▶ [Exercise instructions]
The response must contain all of the entries, each one repeated exactly.

START Data excerpts

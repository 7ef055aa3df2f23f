//! Weak-peer daemon: keeps the super-peer's registry in sync with a shared directory and
//! serves downloads of the files in it.

use std::collections::BTreeSet;
use std::future::Future;
use std::net::SocketAddr;
use std::path::Path;
use std::sync::Arc;

use mesh_core::{is_plain_filename, FileInventory, Message};
use tokio::io::{AsyncReadExt, AsyncWriteExt};
use tokio::net::{TcpListener, TcpStream};
use tokio::sync::{Mutex, Semaphore};
use tracing::{debug, info, warn};

use crate::client::PeerClient;
use crate::config::WeakPeerConfig;
use crate::error::{NodeError, Result};
use crate::transport;

struct Shared {
    config: WeakPeerConfig,
    client: PeerClient,
    inventory: Mutex<FileInventory>,
}

pub struct WeakPeer {
    shared: Arc<Shared>,
    listener: TcpListener,
}

impl WeakPeer {
    pub async fn bind(config: WeakPeerConfig) -> Result<Self> {
        let listener = TcpListener::bind((config.host.as_str(), config.port)).await?;
        Self::from_listener(config, listener)
    }

    /// Use an already-bound listener; a configured port of 0 takes the listener's port.
    pub fn from_listener(config: WeakPeerConfig, listener: TcpListener) -> Result<Self> {
        let mut addr = config.addr().resolve()?;
        addr.set_port(listener.local_addr()?.port());
        let super_peer = config.super_peer.resolve()?;
        let client = PeerClient::new(addr, super_peer, config.request_timeout());
        Ok(Self {
            shared: Arc::new(Shared {
                config,
                client,
                inventory: Mutex::new(FileInventory::default()),
            }),
            listener,
        })
    }

    /// Listening address other peers download from.
    pub fn local_addr(&self) -> SocketAddr {
        self.shared.client.peer()
    }

    /// Client bound to this peer's identity and super-peer.
    pub fn client(&self) -> PeerClient {
        self.shared.client.clone()
    }

    /// Register, then serve downloads and sync the directory until `shutdown` completes.
    /// Unregisters on the way out.
    pub async fn run<S>(self, shutdown: S) -> Result<()>
    where
        S: Future<Output = ()>,
    {
        let Self { shared, listener } = self;
        let addr = shared.client.peer();
        info!(%addr, super_peer = %shared.client.super_peer(), dir = %shared.config.files_dir.display(), "weak-peer listening");

        register(&shared).await;

        let sync_shared = shared.clone();
        let syncer = tokio::spawn(async move {
            let mut interval = tokio::time::interval(sync_shared.config.sync_interval());
            interval.tick().await;
            loop {
                interval.tick().await;
                sync_once(&sync_shared).await;
            }
        });

        let limiter = Arc::new(Semaphore::new(shared.config.max_connections.max(1)));
        tokio::pin!(shutdown);
        let result = loop {
            let permit = tokio::select! {
                _ = &mut shutdown => break Ok(()),
                permit = limiter.clone().acquire_owned() => match permit {
                    Ok(p) => p,
                    Err(_) => break Ok(()),
                },
            };
            let (stream, peer) = tokio::select! {
                _ = &mut shutdown => break Ok(()),
                accepted = listener.accept() => match accepted {
                    Ok(a) => a,
                    Err(e) => {
                        warn!("accept failed: {e}");
                        continue;
                    }
                },
            };
            let shared = shared.clone();
            tokio::spawn(async move {
                if let Err(e) = handle_connection(&shared, stream).await {
                    warn!(%peer, "connection dropped: {e}");
                }
                drop(permit);
            });
        };
        syncer.abort();
        if let Err(e) = shared.client.unregister().await {
            warn!("unregister failed: {e}");
        }
        info!(%addr, "weak-peer stopped");
        result
    }
}

/// Top-level regular files of `dir`.
pub async fn scan_dir(dir: &Path) -> std::io::Result<BTreeSet<String>> {
    let mut out = BTreeSet::new();
    let mut entries = tokio::fs::read_dir(dir).await?;
    while let Some(entry) = entries.next_entry().await? {
        if !entry.file_type().await?.is_file() {
            continue;
        }
        if let Ok(name) = entry.file_name().into_string() {
            out.insert(name);
        }
    }
    Ok(out)
}

async fn register(shared: &Shared) {
    let files = match scan_dir(&shared.config.files_dir).await {
        Ok(f) => f,
        Err(e) => {
            warn!(dir = %shared.config.files_dir.display(), "scan failed, registering empty set: {e}");
            BTreeSet::new()
        }
    };
    let count = files.len();
    let msg = {
        let mut inventory = shared.inventory.lock().await;
        inventory.refresh(files);
        inventory.register_message(shared.client.peer())
    };
    match shared.client.mutate(msg).await {
        Ok(()) => {
            shared.inventory.lock().await.mark_registered();
            info!(files = count, "registered with super-peer");
        }
        Err(e) => warn!("register failed, will sync deltas later: {e}"),
    }
}

/// One sync cycle: rescan, push add/delete deltas. An unreadable directory skips the cycle;
/// a failed push is retried on the next cycle.
async fn sync_once(shared: &Shared) {
    let current = match scan_dir(&shared.config.files_dir).await {
        Ok(c) => c,
        Err(e) => {
            warn!(dir = %shared.config.files_dir.display(), "scan failed, skipping sync: {e}");
            return;
        }
    };
    let delta = shared.inventory.lock().await.refresh(current);
    if delta.is_empty() {
        return;
    }
    debug!(added = delta.added.len(), removed = delta.removed.len(), "directory changed");
    for msg in delta.messages(shared.client.peer()) {
        if let Err(e) = shared.client.mutate(msg).await {
            warn!("sync push failed: {e}");
            return;
        }
    }
    shared.inventory.lock().await.mark_synced(&delta);
}

async fn handle_connection(shared: &Shared, mut stream: TcpStream) -> Result<()> {
    let read = transport::read_message(&mut stream);
    let Some(msg) = transport::with_deadline(shared.config.request_timeout(), read).await? else {
        return Ok(());
    };
    match msg {
        Message::Download { filename } => serve_download(shared, &mut stream, &filename).await,
        Message::QueryHit { query_id, peer } => {
            info!(%query_id, %peer, "late query hit");
            Ok(())
        }
        other => Err(NodeError::Unexpected(other.action())),
    }
}

/// Reply with a `file` header, then the raw bytes when the file is offered and readable.
async fn serve_download(shared: &Shared, stream: &mut TcpStream, filename: &str) -> Result<()> {
    let offered = is_plain_filename(filename) && shared.inventory.lock().await.contains(filename);
    let file = if offered {
        tokio::fs::File::open(shared.config.files_dir.join(filename)).await.ok()
    } else {
        None
    };
    let Some(file) = file else {
        debug!(filename, "download miss");
        return transport::write_message(stream, &Message::File { found: false, size: 0 }).await;
    };
    let size = file.metadata().await?.len();
    transport::write_message(stream, &Message::File { found: true, size }).await?;
    let sent = tokio::io::copy(&mut file.take(size), stream).await?;
    stream.shutdown().await?;
    debug!(filename, bytes = sent, "download served");
    Ok(())
}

END Data excerpts

▶ [Output of the exercise]
repository 7ef055aa3df2f23f
//! Weak-peer daemon: keeps the super-peer's registry in sync with a shared directory and
//! serves downloads of the files in it.

use std::collections::BTreeSet;
use std::future::Future;
use std::net::SocketAddr;
use std::path::Path;
use std::sync::Arc;

use mesh_core::{is_plain_filename, FileInventory, Message};
use tokio::io::{AsyncReadExt, AsyncWriteExt};
use tokio::net::{TcpListener, TcpStream};
use tokio::sync::{Mutex, Semaphore};
use tracing::{debug, info, warn};

use crate::client::PeerClient;
use crate::config::WeakPeerConfig;
use crate::error::{NodeError, Result};
use crate::transport;

struct Shared {
    config: WeakPeerConfig,
    client: PeerClient,
    inventory: Mutex<FileInventory>,
}

pub struct WeakPeer {
    shared: Arc<Shared>,
    listener: TcpListener,
}

impl WeakPeer {
    pub async fn bind(config: WeakPeerConfig) -> Result<Self> {
        let listener = TcpListener::bind((config.host.as_str(), config.port)).await?;
        Self::from_listener(config, listener)
    }

    /// Use an already-bound listener; a configured port of 0 takes the listener's port.
    pub fn from_listener(config: WeakPeerConfig, listener: TcpListener) -> Result<Self> {
        let mut addr = config.addr().resolve()?;
        addr.set_port(listener.local_addr()?.port());
        let super_peer = config.super_peer.resolve()?;
        let client = PeerClient::new(addr, super_peer, config.request_timeout());
        Ok(Self {
            shared: Arc::new(Shared {
                config,
                client,
                inventory: Mutex::new(FileInventory::default()),
            }),
            listener,
        })
    }

    /// Listening address other peers download from.
    pub fn local_addr(&self) -> SocketAddr {
        self.shared.client.peer()
    }

    /// Client bound to this peer's identity and super-peer.
    pub fn client(&self) -> PeerClient {
        self.shared.client.clone()
    }

    /// Register, then serve downloads and sync the directory until `shutdown` completes.
    /// Unregisters on the way out.
    pub async fn run<S>(self, shutdown: S) -> Result<()>
    where
        S: Future<Output = ()>,
    {
        let Self { shared, listener } = self;
        let addr = shared.client.peer();
        info!(%addr, super_peer = %shared.client.super_peer(), dir = %shared.config.files_dir.display(), "weak-peer listening");

        register(&shared).await;

        let sync_shared = shared.clone();
        let syncer = tokio::spawn(async move {
            let mut interval = tokio::time::interval(sync_shared.config.sync_interval());
            interval.tick().await;
            loop {
                interval.tick().await;
                sync_once(&sync_shared).await;
            }
        });

        let limiter = Arc::new(Semaphore::new(shared.config.max_connections.max(1)));
        tokio::pin!(shutdown);
        let result = loop {
            let permit = tokio::select! {
                _ = &mut shutdown => break Ok(()),
                permit = limiter.clone().acquire_owned() => match permit {
                    Ok(p) => p,
                    Err(_) => break Ok(()),
                },
            };
            let (stream, peer) = tokio::select! {
                _ = &mut shutdown => break Ok(()),
                accepted = listener.accept() => match accepted {
                    Ok(a) => a,
                    Err(e) => {
                        warn!("accept failed: {e}");
                        continue;
                    }
                },
            };
            let shared = shared.clone();
            tokio::spawn(async move {
                if let Err(e) = handle_connection(&shared, stream).await {
                    warn!(%peer, "connection dropped: {e}");
                }
                drop(permit);
            });
        };
        syncer.abort();
        if let Err(e) = shared.client.unregister().await {
            warn!("unregister failed: {e}");
        }
        info!(%addr, "weak-peer stopped");
        result
    }
}

/// Top-level regular files of `dir`.
pub async fn scan_dir(dir: &Path) -> std::io::Result<BTreeSet<String>> {
    let mut out = BTreeSet::new();
    let mut entries = tokio::fs::read_dir(dir).await?;
    while let Some(entry) = entries.next_entry().await? {
        if !entry.file_type().await?.is_file() {
            continue;
        }
        if let Ok(name) = entry.file_name().into_string() {
            out.insert(name);
        }
    }
    Ok(out)
}

async fn register(shared: &Shared) {
    let files = match scan_dir(&shared.config.files_dir).await {
        Ok(f) => f,
        Err(e) => {
            warn!(dir = %shared.config.files_dir.display(), "scan failed, registering empty set: {e}");
            BTreeSet::new()
        }
    };
    let count = files.len();
    let msg = {
        let mut inventory = shared.inventory.lock().await;
        inventory.refresh(files);
        inventory.register_message(shared.client.peer())
    };
    match shared.client.mutate(msg).await {
        Ok(()) => {
            shared.inventory.lock().await.mark_registered();
            info!(files = count, "registered with super-peer");
        }
        Err(e) => warn!("register failed, will sync deltas later: {e}"),
    }
}

/// One sync cycle: rescan, push add/delete deltas. An unreadable directory skips the cycle;
/// a failed push is retried on the next cycle.
async fn sync_once(shared: &Shared) {
    let current = match scan_dir(&shared.config.files_dir).await {
        Ok(c) => c,
        Err(e) => {
            warn!(dir = %shared.config.files_dir.display(), "scan failed, skipping sync: {e}");
            return;
        }
    };
    let delta = shared.inventory.lock().await.refresh(current);
    if delta.is_empty() {
        return;
    }
    debug!(added = delta.added.len(), removed = delta.removed.len(), "directory changed");
    for msg in delta.messages(shared.client.peer()) {
        if let Err(e) = shared.client.mutate(msg).await {
            warn!("sync push failed: {e}");
            return;
        }
    }
    shared.inventory.lock().await.mark_synced(&delta);
}

async fn handle_connection(shared: &Shared, mut stream: TcpStream) -> Result<()> {
    let read = transport::read_message(&mut stream);
    let Some(msg) = transport::with_deadline(shared.config.request_timeout(), read).await? else {
        return Ok(());
    };
    match msg {
        Message::Download { filename } => serve_download(shared, &mut stream, &filename).await,
        Message::QueryHit { query_id, peer } => {
            info!(%query_id, %peer, "late query hit");
            Ok(())
        }
        other => Err(NodeError::Unexpected(other.action())),
    }
}

/// Reply with a `file` header, then the raw bytes when the file is offered and readable.
async fn serve_download(shared: &Shared, stream: &mut TcpStream, filename: &str) -> Result<()> {
    let offered = is_plain_filename(filename) && shared.inventory.lock().await.contains(filename);
    let file = if offered {
        tokio::fs::File::open(shared.config.files_dir.join(filename)).await.ok()
    } else {
        None
    };
    let Some(file) = file else {
        debug!(filename, "download miss");
        return transport::write_message(stream, &Message::File { found: false, size: 0 }).await;
    };
    let size = file.metadata().await?.len();
    transport::write_message(stream, &Message::File { found: true, size }).await?;
    let sent = tokio::io::copy(&mut file.take(size), stream).await?;
    stream.shutdown().await?;
    debug!(filename, bytes = sent, "download served");
    Ok(())
}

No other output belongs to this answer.